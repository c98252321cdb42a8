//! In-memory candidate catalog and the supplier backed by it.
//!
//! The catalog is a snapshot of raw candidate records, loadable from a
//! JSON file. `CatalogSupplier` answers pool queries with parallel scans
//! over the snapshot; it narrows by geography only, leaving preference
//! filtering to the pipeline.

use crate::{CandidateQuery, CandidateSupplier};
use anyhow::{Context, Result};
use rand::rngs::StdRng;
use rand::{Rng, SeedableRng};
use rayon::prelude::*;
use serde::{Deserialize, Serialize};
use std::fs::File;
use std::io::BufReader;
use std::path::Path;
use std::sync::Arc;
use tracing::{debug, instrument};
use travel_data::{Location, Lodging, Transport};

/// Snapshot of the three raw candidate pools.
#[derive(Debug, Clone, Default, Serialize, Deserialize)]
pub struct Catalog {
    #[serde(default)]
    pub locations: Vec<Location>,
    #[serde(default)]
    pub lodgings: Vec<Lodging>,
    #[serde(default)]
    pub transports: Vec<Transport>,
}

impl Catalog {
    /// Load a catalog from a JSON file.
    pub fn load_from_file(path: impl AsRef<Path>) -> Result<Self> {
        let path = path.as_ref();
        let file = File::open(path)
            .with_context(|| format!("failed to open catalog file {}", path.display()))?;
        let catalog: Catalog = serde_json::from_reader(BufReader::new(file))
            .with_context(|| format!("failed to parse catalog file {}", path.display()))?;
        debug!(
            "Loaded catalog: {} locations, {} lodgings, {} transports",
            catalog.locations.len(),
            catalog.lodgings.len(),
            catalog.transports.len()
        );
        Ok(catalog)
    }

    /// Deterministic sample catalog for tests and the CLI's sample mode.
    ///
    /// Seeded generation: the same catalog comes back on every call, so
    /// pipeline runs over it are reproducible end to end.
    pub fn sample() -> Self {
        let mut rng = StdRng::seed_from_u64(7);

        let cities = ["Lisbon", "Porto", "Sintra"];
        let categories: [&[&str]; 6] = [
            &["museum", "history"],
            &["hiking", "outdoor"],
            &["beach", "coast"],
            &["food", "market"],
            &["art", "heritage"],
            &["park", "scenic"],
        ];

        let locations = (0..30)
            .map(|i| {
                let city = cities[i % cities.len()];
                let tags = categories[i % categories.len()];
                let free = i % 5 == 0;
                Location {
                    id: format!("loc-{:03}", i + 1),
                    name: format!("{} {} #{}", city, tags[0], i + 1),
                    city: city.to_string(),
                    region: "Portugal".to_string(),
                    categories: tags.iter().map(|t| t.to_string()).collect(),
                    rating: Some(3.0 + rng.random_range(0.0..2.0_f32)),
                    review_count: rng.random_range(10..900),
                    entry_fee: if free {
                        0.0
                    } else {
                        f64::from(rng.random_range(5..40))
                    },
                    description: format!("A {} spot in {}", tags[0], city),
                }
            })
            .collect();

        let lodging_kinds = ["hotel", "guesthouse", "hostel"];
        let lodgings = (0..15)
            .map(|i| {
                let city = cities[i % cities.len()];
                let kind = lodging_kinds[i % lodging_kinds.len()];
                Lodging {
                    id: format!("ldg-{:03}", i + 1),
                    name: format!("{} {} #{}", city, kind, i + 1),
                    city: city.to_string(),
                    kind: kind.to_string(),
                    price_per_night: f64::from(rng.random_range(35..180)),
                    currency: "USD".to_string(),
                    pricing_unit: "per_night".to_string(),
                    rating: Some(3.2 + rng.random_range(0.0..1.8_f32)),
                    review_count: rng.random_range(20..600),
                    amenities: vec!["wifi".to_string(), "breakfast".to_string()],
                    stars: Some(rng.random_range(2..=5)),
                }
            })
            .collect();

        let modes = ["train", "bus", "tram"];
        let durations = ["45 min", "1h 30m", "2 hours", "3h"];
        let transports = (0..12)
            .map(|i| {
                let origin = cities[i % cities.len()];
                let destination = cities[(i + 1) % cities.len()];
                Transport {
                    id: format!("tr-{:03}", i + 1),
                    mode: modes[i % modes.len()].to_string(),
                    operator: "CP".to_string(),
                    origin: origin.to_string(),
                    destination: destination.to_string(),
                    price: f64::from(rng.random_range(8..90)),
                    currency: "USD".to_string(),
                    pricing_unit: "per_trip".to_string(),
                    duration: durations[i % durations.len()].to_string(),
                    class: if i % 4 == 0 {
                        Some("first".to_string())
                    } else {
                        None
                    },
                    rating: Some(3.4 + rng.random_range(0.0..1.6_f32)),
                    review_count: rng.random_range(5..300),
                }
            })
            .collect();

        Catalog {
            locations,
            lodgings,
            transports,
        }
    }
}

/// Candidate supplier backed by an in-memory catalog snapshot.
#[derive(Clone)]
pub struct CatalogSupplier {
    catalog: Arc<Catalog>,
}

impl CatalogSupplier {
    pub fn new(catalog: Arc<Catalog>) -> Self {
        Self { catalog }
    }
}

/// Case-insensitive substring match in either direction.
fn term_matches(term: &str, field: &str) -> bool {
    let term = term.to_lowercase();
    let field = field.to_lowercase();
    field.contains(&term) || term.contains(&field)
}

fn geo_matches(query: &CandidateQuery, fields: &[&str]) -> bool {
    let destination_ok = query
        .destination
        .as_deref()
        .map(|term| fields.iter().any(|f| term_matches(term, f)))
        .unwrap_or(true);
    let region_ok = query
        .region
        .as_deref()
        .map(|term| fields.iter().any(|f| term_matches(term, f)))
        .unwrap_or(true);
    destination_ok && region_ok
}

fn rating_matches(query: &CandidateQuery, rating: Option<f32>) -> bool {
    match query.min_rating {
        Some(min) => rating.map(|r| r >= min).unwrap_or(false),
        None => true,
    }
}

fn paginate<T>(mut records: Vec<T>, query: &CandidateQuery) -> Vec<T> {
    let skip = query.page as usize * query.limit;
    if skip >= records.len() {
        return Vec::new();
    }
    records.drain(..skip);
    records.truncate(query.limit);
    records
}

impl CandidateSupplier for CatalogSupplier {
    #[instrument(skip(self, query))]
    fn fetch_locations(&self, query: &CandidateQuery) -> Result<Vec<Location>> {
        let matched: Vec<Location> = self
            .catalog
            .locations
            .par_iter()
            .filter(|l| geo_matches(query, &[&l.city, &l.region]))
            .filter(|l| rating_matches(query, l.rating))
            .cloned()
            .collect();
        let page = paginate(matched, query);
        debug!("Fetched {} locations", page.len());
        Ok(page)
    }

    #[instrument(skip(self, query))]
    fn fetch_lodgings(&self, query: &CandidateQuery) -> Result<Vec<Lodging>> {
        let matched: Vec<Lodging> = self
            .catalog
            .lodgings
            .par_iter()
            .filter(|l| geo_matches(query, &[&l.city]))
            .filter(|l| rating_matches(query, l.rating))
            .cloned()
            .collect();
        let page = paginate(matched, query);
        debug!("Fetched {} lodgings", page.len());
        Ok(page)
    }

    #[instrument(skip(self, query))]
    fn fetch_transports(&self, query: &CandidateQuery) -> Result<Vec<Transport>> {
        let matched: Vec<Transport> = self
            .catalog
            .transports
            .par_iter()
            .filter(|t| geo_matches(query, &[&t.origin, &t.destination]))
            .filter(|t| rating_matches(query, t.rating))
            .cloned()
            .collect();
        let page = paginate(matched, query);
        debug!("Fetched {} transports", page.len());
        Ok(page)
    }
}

* * * * *

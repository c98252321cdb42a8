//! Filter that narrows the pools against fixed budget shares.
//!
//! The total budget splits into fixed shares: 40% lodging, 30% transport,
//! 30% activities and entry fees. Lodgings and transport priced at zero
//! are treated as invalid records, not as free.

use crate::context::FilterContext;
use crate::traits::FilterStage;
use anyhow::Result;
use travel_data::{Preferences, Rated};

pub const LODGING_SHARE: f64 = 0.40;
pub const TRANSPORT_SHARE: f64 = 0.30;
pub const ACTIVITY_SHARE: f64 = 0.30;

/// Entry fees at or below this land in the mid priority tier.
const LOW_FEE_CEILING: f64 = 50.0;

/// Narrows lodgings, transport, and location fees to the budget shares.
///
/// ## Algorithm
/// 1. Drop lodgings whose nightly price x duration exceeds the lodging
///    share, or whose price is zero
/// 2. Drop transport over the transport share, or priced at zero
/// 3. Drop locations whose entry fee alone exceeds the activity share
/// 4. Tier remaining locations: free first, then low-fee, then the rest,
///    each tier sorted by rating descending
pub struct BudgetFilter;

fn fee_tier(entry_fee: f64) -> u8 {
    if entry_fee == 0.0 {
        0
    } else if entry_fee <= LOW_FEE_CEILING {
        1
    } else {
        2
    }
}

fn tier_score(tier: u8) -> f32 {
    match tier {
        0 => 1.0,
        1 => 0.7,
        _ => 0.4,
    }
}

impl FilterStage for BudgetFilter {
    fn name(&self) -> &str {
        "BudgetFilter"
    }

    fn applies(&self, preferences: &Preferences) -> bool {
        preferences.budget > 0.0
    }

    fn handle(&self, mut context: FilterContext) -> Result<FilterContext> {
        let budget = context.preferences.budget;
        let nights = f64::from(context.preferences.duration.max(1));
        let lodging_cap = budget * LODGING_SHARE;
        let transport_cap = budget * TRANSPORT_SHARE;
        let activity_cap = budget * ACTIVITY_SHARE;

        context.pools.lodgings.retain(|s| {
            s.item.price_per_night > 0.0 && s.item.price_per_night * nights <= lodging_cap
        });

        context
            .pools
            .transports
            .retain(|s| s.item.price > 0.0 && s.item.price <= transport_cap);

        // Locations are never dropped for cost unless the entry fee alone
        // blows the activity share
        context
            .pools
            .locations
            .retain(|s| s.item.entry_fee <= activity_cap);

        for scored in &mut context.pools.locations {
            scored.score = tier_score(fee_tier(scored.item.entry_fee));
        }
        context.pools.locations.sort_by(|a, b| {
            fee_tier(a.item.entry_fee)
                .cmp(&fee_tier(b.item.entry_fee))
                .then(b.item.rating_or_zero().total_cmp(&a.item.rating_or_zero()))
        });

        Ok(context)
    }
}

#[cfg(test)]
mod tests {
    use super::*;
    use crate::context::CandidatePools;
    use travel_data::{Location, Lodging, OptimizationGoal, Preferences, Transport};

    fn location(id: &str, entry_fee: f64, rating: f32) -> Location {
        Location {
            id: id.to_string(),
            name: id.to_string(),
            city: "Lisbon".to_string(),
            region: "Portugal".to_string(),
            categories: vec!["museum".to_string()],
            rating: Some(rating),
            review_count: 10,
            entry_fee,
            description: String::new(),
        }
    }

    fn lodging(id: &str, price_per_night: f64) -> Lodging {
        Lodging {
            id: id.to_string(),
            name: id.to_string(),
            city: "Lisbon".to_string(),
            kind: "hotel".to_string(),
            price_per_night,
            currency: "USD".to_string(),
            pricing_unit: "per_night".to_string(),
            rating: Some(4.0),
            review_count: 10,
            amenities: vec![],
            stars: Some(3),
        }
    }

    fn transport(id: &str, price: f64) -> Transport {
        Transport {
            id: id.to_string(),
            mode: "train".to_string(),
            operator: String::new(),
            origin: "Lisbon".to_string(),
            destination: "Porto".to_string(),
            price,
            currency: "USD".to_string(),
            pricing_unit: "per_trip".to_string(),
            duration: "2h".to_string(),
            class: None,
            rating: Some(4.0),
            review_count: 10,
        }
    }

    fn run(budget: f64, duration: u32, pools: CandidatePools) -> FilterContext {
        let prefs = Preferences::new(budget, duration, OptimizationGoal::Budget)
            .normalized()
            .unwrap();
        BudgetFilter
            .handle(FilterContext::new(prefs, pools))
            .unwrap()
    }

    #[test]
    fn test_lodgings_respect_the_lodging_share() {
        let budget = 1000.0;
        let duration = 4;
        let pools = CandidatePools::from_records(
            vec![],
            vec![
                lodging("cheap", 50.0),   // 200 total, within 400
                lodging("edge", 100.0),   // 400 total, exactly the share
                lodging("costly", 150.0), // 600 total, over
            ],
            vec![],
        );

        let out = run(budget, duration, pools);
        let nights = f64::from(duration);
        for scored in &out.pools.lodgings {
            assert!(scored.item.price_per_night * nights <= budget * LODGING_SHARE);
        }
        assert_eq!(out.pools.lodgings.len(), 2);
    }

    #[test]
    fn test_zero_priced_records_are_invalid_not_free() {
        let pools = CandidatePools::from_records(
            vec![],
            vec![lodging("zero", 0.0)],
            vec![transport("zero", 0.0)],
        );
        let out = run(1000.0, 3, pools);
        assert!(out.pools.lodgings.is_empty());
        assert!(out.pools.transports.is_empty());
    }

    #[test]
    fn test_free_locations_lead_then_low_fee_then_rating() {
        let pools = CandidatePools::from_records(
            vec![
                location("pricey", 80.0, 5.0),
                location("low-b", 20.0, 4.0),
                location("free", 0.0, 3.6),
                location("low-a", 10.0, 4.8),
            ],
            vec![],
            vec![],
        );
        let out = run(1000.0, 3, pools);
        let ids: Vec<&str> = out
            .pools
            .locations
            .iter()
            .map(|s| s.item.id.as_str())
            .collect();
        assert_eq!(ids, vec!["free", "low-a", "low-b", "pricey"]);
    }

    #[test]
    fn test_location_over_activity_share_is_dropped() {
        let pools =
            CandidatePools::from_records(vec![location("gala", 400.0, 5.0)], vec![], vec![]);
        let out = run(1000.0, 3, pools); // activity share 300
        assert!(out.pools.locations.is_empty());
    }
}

* * * * *

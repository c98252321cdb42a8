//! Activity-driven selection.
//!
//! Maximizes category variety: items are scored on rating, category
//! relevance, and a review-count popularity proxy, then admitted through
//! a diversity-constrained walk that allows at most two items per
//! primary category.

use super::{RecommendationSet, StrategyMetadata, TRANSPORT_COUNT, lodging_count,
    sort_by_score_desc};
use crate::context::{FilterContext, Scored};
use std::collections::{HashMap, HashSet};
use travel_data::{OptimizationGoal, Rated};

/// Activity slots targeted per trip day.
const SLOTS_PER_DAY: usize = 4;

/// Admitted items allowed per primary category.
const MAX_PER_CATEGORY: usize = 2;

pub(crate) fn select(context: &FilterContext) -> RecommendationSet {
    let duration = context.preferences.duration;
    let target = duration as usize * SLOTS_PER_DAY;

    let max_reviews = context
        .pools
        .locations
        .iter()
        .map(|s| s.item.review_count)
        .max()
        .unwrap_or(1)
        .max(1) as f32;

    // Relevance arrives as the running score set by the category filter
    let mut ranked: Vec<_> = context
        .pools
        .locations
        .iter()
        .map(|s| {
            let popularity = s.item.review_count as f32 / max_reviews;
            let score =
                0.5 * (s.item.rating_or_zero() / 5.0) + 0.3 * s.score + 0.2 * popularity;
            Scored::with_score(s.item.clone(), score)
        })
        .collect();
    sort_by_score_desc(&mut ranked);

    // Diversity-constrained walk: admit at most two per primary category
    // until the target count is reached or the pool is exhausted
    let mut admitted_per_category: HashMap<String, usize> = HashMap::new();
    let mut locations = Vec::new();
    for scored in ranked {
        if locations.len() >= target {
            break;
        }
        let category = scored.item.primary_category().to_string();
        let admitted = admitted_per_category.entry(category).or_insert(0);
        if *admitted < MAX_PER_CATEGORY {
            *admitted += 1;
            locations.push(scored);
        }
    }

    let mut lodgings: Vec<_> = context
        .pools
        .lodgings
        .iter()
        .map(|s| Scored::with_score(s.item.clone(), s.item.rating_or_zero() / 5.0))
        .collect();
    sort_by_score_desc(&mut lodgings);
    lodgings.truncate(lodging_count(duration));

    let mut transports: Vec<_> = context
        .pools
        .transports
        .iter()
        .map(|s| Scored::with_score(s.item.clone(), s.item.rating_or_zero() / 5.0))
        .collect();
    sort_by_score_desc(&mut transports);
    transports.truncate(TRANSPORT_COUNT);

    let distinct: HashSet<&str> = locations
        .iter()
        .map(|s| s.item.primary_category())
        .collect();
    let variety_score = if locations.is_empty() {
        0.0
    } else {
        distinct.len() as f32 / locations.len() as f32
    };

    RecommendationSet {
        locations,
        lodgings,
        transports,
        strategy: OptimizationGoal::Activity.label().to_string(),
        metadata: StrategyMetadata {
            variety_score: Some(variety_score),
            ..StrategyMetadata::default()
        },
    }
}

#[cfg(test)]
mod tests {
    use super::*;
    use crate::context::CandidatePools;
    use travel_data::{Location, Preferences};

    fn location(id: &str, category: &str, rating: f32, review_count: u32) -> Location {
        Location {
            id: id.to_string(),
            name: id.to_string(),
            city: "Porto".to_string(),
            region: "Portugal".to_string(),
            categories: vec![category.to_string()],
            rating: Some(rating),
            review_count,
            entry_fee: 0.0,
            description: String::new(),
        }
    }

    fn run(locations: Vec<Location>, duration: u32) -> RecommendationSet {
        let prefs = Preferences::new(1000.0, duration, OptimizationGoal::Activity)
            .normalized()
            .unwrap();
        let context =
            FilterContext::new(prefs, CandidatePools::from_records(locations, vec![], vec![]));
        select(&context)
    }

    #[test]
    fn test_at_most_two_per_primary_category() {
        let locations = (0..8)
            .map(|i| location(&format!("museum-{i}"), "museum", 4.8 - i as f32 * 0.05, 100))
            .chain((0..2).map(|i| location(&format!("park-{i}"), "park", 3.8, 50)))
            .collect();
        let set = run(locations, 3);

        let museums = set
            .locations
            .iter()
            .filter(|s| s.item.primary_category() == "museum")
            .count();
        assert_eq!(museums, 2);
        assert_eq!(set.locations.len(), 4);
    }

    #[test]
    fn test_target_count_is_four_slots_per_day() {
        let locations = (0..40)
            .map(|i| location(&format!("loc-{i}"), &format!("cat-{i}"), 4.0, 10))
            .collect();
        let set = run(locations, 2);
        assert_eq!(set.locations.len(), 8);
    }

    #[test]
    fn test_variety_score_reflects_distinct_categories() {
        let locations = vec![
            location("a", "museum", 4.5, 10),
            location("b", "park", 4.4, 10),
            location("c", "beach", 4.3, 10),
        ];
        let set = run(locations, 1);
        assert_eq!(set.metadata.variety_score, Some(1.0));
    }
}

* * * * *

▶ [What the task asks] Go through the listing above and return every line where the word "HashSet" occurs.

▶ [Result of the exercise]
use std::collections::{HashMap, HashSet};
    let distinct: HashSet<&str> = locations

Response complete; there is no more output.